[EXERCISE DESCRIPTION]: Find the word "true" in the listing below. Copy every line that has it.

━━━━━━━━━━━━━━━━━━━━━━━━━━━━━━

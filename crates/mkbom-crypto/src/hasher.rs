use std::fs::File;
use std::io::{self, Read};
use std::path::Path;

use mkbom_types::{Gitoid, HashAlgorithm};
use sha1::Sha1;
use sha2::{Digest, Sha256};
use tracing::trace;

/// Git blob hasher.
///
/// Every computation hashes the Git object header `"blob <len>\0"` ahead of
/// the content, so results are interchangeable with Git blob object IDs of
/// the same object format.
#[derive(Clone, Copy, Debug, PartialEq, Eq)]
pub struct GitoidHasher {
    algorithm: HashAlgorithm,
}

impl GitoidHasher {
    /// SHA-1 gitoids (Git's default object format).
    pub const SHA1: Self = Self {
        algorithm: HashAlgorithm::Sha1,
    };
    /// SHA-256 gitoids.
    pub const SHA256: Self = Self {
        algorithm: HashAlgorithm::Sha256,
    };

    /// Create a hasher for the given algorithm.
    pub const fn new(algorithm: HashAlgorithm) -> Self {
        Self { algorithm }
    }

    /// The algorithm used by this hasher.
    pub fn algorithm(&self) -> HashAlgorithm {
        self.algorithm
    }

    /// Hash raw bytes.
    pub fn hash(&self, data: &[u8]) -> Gitoid {
        let digest = match self.algorithm {
            HashAlgorithm::Sha1 => blob_digest::<Sha1>(data),
            HashAlgorithm::Sha256 => blob_digest::<Sha256>(data),
        };
        Gitoid::from_digest(self.algorithm, &digest)
            .expect("digest length is fixed by the algorithm")
    }

    /// Hash the contents of a file.
    ///
    /// The file is read in full before hashing so the length in the blob
    /// header always matches the bytes that were hashed.
    pub fn hash_file(&self, path: &Path) -> io::Result<Gitoid> {
        let mut file = File::open(path)?;
        let mut data = Vec::new();
        file.read_to_end(&mut data)?;
        let id = self.hash(&data);
        trace!(path = %path.display(), len = data.len(), gitoid = %id, "hashed file");
        Ok(id)
    }

    /// Verify that data produces the expected gitoid.
    ///
    /// A gitoid of a different algorithm never verifies.
    pub fn verify(&self, data: &[u8], expected: &Gitoid) -> bool {
        expected.algorithm() == self.algorithm && self.hash(data) == *expected
    }

    /// Hash a hex gitoid string against data, returning a typed error on mismatch.
    pub fn check(&self, data: &[u8], expected_hex: &str) -> Result<Gitoid, HasherError> {
        let computed = self.hash(data);
        if computed.to_hex() != expected_hex {
            return Err(HasherError::Mismatch {
                expected: expected_hex.to_string(),
                computed: computed.to_hex(),
            });
        }
        Ok(computed)
    }
}

impl Default for GitoidHasher {
    fn default() -> Self {
        Self::new(HashAlgorithm::default())
    }
}

/// Digest `"blob " + decimal(len) + NUL + data` with `D`.
fn blob_digest<D: Digest>(data: &[u8]) -> Vec<u8> {
    let header = format!("blob {}\0", data.len());
    let mut hasher = D::new();
    hasher.update(header.as_bytes());
    hasher.update(data);
    hasher.finalize().to_vec()
}

/// Errors from hashing operations.
#[derive(Debug, thiserror::Error, PartialEq, Eq)]
pub enum HasherError {
    #[error("gitoid mismatch: expected {expected}, computed {computed}")]
    Mismatch { expected: String, computed: String },
}
use std::path::{Path, PathBuf};

use mkbom_ledger::MakeOptions;
use mkbom_types::HashAlgorithm;
use serde::{Deserialize, Serialize};

use crate::error::{SdkError, SdkResult};

/// Settings for a build step's provenance.
///
/// ```toml
/// algorithms = ["sha1", "sha256"]
/// root = "build/bom"
/// vpath = ["src"]
///
/// [make]
/// column_width = 72
/// phony_targets = true
/// ```
#[derive(Clone, Debug, PartialEq, Eq, Serialize, Deserialize)]
#[serde(default)]
pub struct BomConfig {
    /// Algorithms to record a BOM for. Empty disables BOM output.
    pub algorithms: Vec<HashAlgorithm>,
    /// Store root. Empty means the current directory.
    pub root: PathBuf,
    /// Vpath specs applied to every name the session records.
    pub vpath: Vec<String>,
    /// Make rule output.
    pub make: MakeOptions,
}

impl Default for BomConfig {
    fn default() -> Self {
        Self {
            algorithms: vec![HashAlgorithm::Sha1],
            root: PathBuf::new(),
            vpath: Vec::new(),
            make: MakeOptions::default(),
        }
    }
}

impl BomConfig {
    /// Parse a TOML document. Missing keys take their defaults.
    pub fn from_toml_str(text: &str) -> SdkResult<Self> {
        let config: Self =
            toml::from_str(text).map_err(|e| SdkError::Config(format!("invalid TOML: {e}")))?;
        config.validate()?;
        Ok(config)
    }

    /// Load from a TOML file.
    pub fn from_toml_file(path: impl AsRef<Path>) -> SdkResult<Self> {
        let path = path.as_ref();
        let text = std::fs::read_to_string(path).map_err(|source| SdkError::ConfigFile {
            path: path.display().to_string(),
            source,
        })?;
        Self::from_toml_str(&text)
    }

    /// Render as TOML.
    pub fn to_toml(&self) -> SdkResult<String> {
        toml::to_string_pretty(self).map_err(|e| SdkError::Config(format!("cannot serialize: {e}")))
    }

    /// Each algorithm may appear once.
    pub fn validate(&self) -> SdkResult<()> {
        for (ix, alg) in self.algorithms.iter().enumerate() {
            if self.algorithms[..ix].contains(alg) {
                return Err(SdkError::Config(format!("algorithm {alg} listed twice")));
            }
        }
        Ok(())
    }
}

#[cfg(test)]
mod tests {
    use super::*;

    #[test]
    fn defaults() {
        let config = BomConfig::default();
        assert_eq!(config.algorithms, vec![HashAlgorithm::Sha1]);
        assert!(config.root.as_os_str().is_empty());
        assert_eq!(config.make.column_width, 0);
    }

    #[test]
    fn empty_toml_is_default() {
        assert_eq!(BomConfig::from_toml_str("").unwrap(), BomConfig::default());
    }

    #[test]
    fn parses_full_toml() {
        let config = BomConfig::from_toml_str(
            r#"
            algorithms = ["sha1", "sha256"]
            root = "build/bom"
            vpath = ["src:include"]

            [make]
            column_width = 72
            phony_targets = true
            "#,
        )
        .unwrap();
        assert_eq!(
            config.algorithms,
            vec![HashAlgorithm::Sha1, HashAlgorithm::Sha256]
        );
        assert_eq!(config.root, PathBuf::from("build/bom"));
        assert_eq!(config.vpath, vec!["src:include"]);
        assert_eq!(config.make.column_width, 72);
        assert!(config.make.phony_targets);
        assert!(!config.make.modules);
    }

    #[test]
    fn rejects_duplicate_algorithm() {
        let err = BomConfig::from_toml_str(r#"algorithms = ["sha256", "sha256"]"#).unwrap_err();
        assert!(matches!(err, SdkError::Config(_)));
    }

    #[test]
    fn rejects_unknown_algorithm() {
        assert!(BomConfig::from_toml_str(r#"algorithms = ["md5"]"#).is_err());
    }

    #[test]
    fn toml_roundtrip() {
        let config = BomConfig {
            algorithms: vec![HashAlgorithm::Sha256],
            root: PathBuf::from("out"),
            vpath: vec!["gen".into()],
            make: MakeOptions {
                column_width: 40,
                phony_targets: false,
                modules: true,
            },
        };
        let text = config.to_toml().unwrap();
        assert_eq!(BomConfig::from_toml_str(&text).unwrap(), config);
    }

    #[test]
    fn missing_file() {
        let tmp = tempfile::tempdir().unwrap();
        let err = BomConfig::from_toml_file(tmp.path().join("nope.toml")).unwrap_err();
        assert!(matches!(err, SdkError::ConfigFile { .. }));
    }
}
//! Template engines for `podium-dispatch`.
//!
//! The dispatcher picks an engine name and a template for each request and
//! hands the namespace to a [`TemplateRenderer`](podium_dispatch::TemplateRenderer).
//! This crate provides the engines and a [`Renderers`] registry implementing
//! that trait:
//!
//! - [`MiniJinjaEngine`]: Jinja2-compatible templates, auto-escaped by extension
//! - [`JsonEngine`]: the namespace serialized as JSON
//!
//! ```rust
//! use std::sync::Arc;
//! use podium_dispatch::{
//!     Action, Arguments, Controller, Decoration, Dispatcher, Request, RequestContext,
//! };
//! use podium_render::{MiniJinjaEngine, Renderers};
//! use serde_json::json;
//!
//! let jinja = MiniJinjaEngine::new()
//!     .with_templates([("hello.html", "<p>Hello {{ name }}</p>")])
//!     .unwrap();
//! let dispatcher = Dispatcher::builder()
//!     .renderer(Arc::new(Renderers::with_defaults(jinja)))
//!     .build();
//!
//! let root = Controller::builder("root")
//!     .action(
//!         "hello",
//!         Action::new(|_ctx: &mut RequestContext, args: Arguments| {
//!             Ok::<_, anyhow::Error>(json!({ "name": args.get_str("name") }))
//!         })
//!         .args(["name"])
//!         .decorate(Decoration::builder().expose("jinja:hello.html").build()),
//!     )
//!     .build()
//!     .unwrap();
//!
//! let mut ctx = dispatcher.context(Request::get("/hello/ada"));
//! let body = dispatcher
//!     .handle(&root, "hello", &mut ctx, Default::default(), &["ada".to_string()])
//!     .unwrap();
//! assert_eq!(body, "<p>Hello ada</p>");
//! ```

mod engine;
mod error;
mod registry;

pub use engine::{JsonEngine, MiniJinjaEngine, TemplateEngine};
pub use error::RenderError;
pub use registry::Renderers;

━━━━━━━━━━━━━━━━━━━━━━━━━━━━━━

[TASK OUTPUT]:
/// phony_targets = true
            phony_targets = true
                modules: true,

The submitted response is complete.